» Brief: In the listing below, how many lines include "FormKind"? Give the number and no other text.

### Records provided ###

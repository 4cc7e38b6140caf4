//! Application configuration structures
//!
//! This module contains the configuration a host needs to build payment
//! links and verify notifications.

use serde::{Deserialize, Serialize};
use validator::Validate;

use crate::application::services::{NotificationVerifier, PaymentRequest, QUICKPAY_ENDPOINT};
use crate::config::validation::ConfigValidator;
use crate::domain::payments::{Amount, FormKind, PaymentType};
use crate::shared::error::{AppError, AppResult, ValidationError};
use crate::shared::validation::RECEIVER_PATTERN;

/// Gateway configuration
#[derive(Debug, Clone, Serialize, Deserialize, Validate)]
#[serde(default)]
pub struct GatewayConfig {
    /// Confirmation endpoint; override to target a mock gateway
    #[validate(url)]
    pub endpoint: String,

    /// Merchant wallet number used by [`AppConfig::payment_request`]
    #[validate(regex(path = *RECEIVER_PATTERN))]
    pub receiver: Option<String>,

    /// Form kind: shop, small or donate
    #[validate(length(min = 1))]
    pub default_form: String,

    /// Payment type code: AC, PC or MC
    #[validate(length(min = 1))]
    pub default_payment_type: String,
}

impl Default for GatewayConfig {
    fn default() -> Self {
        Self {
            endpoint: QUICKPAY_ENDPOINT.to_string(),
            receiver: None,
            default_form: FormKind::default().as_str().to_string(),
            default_payment_type: PaymentType::default().as_str().to_string(),
        }
    }
}

/// Notification configuration
#[derive(Debug, Clone, Default, Serialize, Deserialize, Validate)]
#[serde(default)]
pub struct NotificationConfig {
    /// Shared secret from the wallet's notification settings
    #[validate(length(min = 1))]
    pub secret: Option<String>,
}

/// Logging configuration
#[derive(Debug, Clone, Serialize, Deserialize, Validate)]
#[serde(default)]
pub struct LoggingConfig {
    /// Log level
    #[validate(length(min = 1))]
    pub level: String,
}

impl Default for LoggingConfig {
    fn default() -> Self {
        Self {
            level: "info".to_string(),
        }
    }
}

/// Application configuration
#[derive(Debug, Clone, Default, Serialize, Deserialize)]
#[serde(default)]
pub struct AppConfig {
    /// Gateway configuration
    pub gateway: GatewayConfig,

    /// Notification configuration
    pub notifications: NotificationConfig,

    /// Logging configuration
    pub logging: LoggingConfig,
}

impl AppConfig {
    /// Load configuration from an optional `Quickpay.{toml,yaml,json}` file and
    /// `QUICKPAY__*` environment variables
    pub fn load() -> crate::Result<Self> {
        let config = config::Config::builder()
            .add_source(config::File::with_name("Quickpay").required(false))
            .add_source(config::Environment::with_prefix("QUICKPAY").separator("__"))
            .build()
            .map_err(|e| AppError::Config(format!("Failed to build configuration: {}", e)))?;

        let config: AppConfig = config
            .try_deserialize()
            .map_err(|e| AppError::Config(format!("Failed to deserialize configuration: {}", e)))?;

        config.checked()
    }

    /// Parse and validate an inline TOML document
    pub fn from_toml_str(document: &str) -> crate::Result<Self> {
        let config: AppConfig = toml::from_str(document)?;
        config.checked()
    }

    fn checked(self) -> crate::Result<Self> {
        self.validate_config()
            .map_err(|e| AppError::Config(format!("Configuration validation failed: {}", e)))?;
        ConfigValidator::validate_config(&self)?;
        Ok(self)
    }

    /// Validate the entire configuration
    pub fn validate_config(&self) -> Result<(), validator::ValidationErrors> {
        self.gateway.validate()?;
        self.notifications.validate()?;
        self.logging.validate()?;

        Ok(())
    }

    /// Payment request for the configured wallet with the configured
    /// defaults and endpoint
    pub fn payment_request<S>(&self, targets: impl Into<String>, sum: S) -> AppResult<PaymentRequest>
    where
        S: TryInto<Amount, Error = ValidationError>,
    {
        let receiver = self
            .gateway
            .receiver
            .as_deref()
            .ok_or_else(|| AppError::Config("gateway.receiver is not configured".to_string()))?;

        let mut request = PaymentRequest::with_options(
            receiver,
            targets,
            sum,
            &self.gateway.default_form,
            &self.gateway.default_payment_type,
        )?;
        request.set_endpoint(self.gateway.endpoint.as_str());
        Ok(request)
    }

    /// Verifier bound to the configured notification secret
    pub fn verifier(&self) -> AppResult<NotificationVerifier> {
        self.notifications
            .secret
            .as_deref()
            .map(NotificationVerifier::new)
            .ok_or_else(|| AppError::Config("notifications.secret is not configured".to_string()))
    }
}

###

» Result of this task: 2